Despite really enjoying Elizabeth Grosz’s Chaos, Territory, Art, this is a difficult blog to compose for some reason. My best guess is that the collection of terms Grosz uses like art, music, dance, pleasure, vibration, territory, chaos, all seem straightforward upon first glance. However, the way she puts these elements together, or rather the way they have put themselves together, all intertwining, deriving for and from one another, makes it difficult to distinguish where one ends and the other begins. When one concept is mentioned, the others are not far behind. I think the biggest challenge of this work is to be open to a re-envisioning.

Grosz’s concepts of pleasurable interaction between the senses, the natural and the artistic remind me of The Blue Man Group.


They don't want to work. They just want to bang on the drum all day.

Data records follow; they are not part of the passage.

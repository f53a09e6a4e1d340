use crate::catalog::domain::Product;

/// Form factor used for network products that carry none
pub const DEFAULT_FORM_FACTOR: &str = "PCIE";

/// Label of the intermediate node under a network form factor
pub const NETWORK_GROUP_LABEL: &str = "Network";

/// One node of the sidebar grouping tree
#[derive(Debug, Clone, PartialEq, Eq)]
pub struct SidebarNode {
    label: String,
    children: Vec<SidebarNode>,
    is_product: bool,
}

impl SidebarNode {
    fn group(label: &str) -> Self {
        Self {
            label: label.to_string(),
            children: Vec::new(),
            is_product: false,
        }
    }

    fn product(label: &str) -> Self {
        Self {
            label: label.to_string(),
            children: Vec::new(),
            is_product: true,
        }
    }

    pub fn label(&self) -> &str {
        &self.label
    }

    pub fn children(&self) -> &[SidebarNode] {
        &self.children
    }

    pub fn is_product(&self) -> bool {
        self.is_product
    }
}

/// SidebarTree - Grouping of catalog products for navigation
///
/// Network products are grouped form factor → "Network" → brand →
/// product; everything else brand → product. Groups appear in order of
/// first appearance.
#[derive(Debug, Clone, Default, PartialEq, Eq)]
pub struct SidebarTree {
    roots: Vec<SidebarNode>,
}

impl SidebarTree {
    pub fn build(products: &[Product]) -> Self {
        let mut roots = Vec::new();

        for product in products {
            let path: Vec<&str> = if product.is_network() {
                let form_factor = match product.form_factor() {
                    "" => DEFAULT_FORM_FACTOR,
                    other => other,
                };
                vec![form_factor, NETWORK_GROUP_LABEL, product.brand()]
            } else {
                vec![product.brand()]
            };

            let mut level = &mut roots;
            for label in path {
                level = &mut group_mut(level, label).children;
            }
            level.push(SidebarNode::product(product.display_name()));
        }

        Self { roots }
    }

    pub fn roots(&self) -> &[SidebarNode] {
        &self.roots
    }

    /// Number of product leaves in the tree
    pub fn product_count(&self) -> usize {
        fn count(nodes: &[SidebarNode]) -> usize {
            nodes
                .iter()
                .map(|n| if n.is_product { 1 } else { count(&n.children) })
                .sum()
        }
        count(&self.roots)
    }
}

fn group_mut<'a>(nodes: &'a mut Vec<SidebarNode>, label: &str) -> &'a mut SidebarNode {
    let position = match nodes
        .iter()
        .position(|n| !n.is_product && n.label == label)
    {
        Some(position) => position,
        None => {
            nodes.push(SidebarNode::group(label));
            nodes.len() - 1
        }
    };
    &mut nodes[position]
}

The Blue Man Group is composed of artists who simultaneously create that which is visible and audible while staying true to the suggestion that all art is derived from vibration and pleasure. The group’s performances imitate elements of Grosz’s theories on art. Beginning with their appearance: they consistently paint their bodies a bright blue which conveniently mimics the colorful display birds take on as they begin their courting ritual. Grosz suggests that the birdsong, like other artistic endeavors, does not result from natural selection or necessity but from a desire to express an “elaboration of the most primitive fragments of an ancient animal prehistory” (35). And like the birdsong, the Blue Man Group’s creation of music is due to an impulse to manifest that which is bodily, pleasurable and desirable.

The group makes a point to not respond through speech when they meet their audience members. They really do seem to take on a primal attitude, approaching with wide inquisitive eyes, autograph by smudging paint on their fans and respond to “new” technologies by staring at it if they were unfamiliar with what cell phones or other devices can do. The group often performs neon paint drumming, where the vibrations from making music results in the spray of paint which covers the group, their instruments and often, the audience. The art is framed chaos which, as it is being produced, is uncontrollable. The group celebrates the fact that they have no idea how their performances will turn out. The pleasure derived through the spontaneous vibrations of these artistic events resembles Grosz’s statement that “Art proper, in other words, emerges when sensation can detach itself and gain an autonomy from its creator and its perceiver, when something of the chaos from which it is drawn can breathe and have a life of its own” (7). The audience members can perceive the creation of art by watching and hearing the vibrations manifest themselves through the sprays of paint. I’m having a hard time articulating, but the way the Blue Man Group makes the audible visible recalls for me the way Grosz discusses the manifestation of art outside of oneself. The primal, animalistic pleasure the audience feels through music is made visible to them through another medium. The artistic purpose is to intensify the feelings, “to resonate and become more than itself” (4) and that art “is the most vital and direct form of impact on and through the body, the generation of vibratory waves, rhythms, that traverse the body and make of the body a link with forces it cannot otherwise perceive and act upon” (23). So the Blue Man Group does more than just create its tag line “Serious Fun”; instead, the art they produce allows for one to perceive their being and becoming.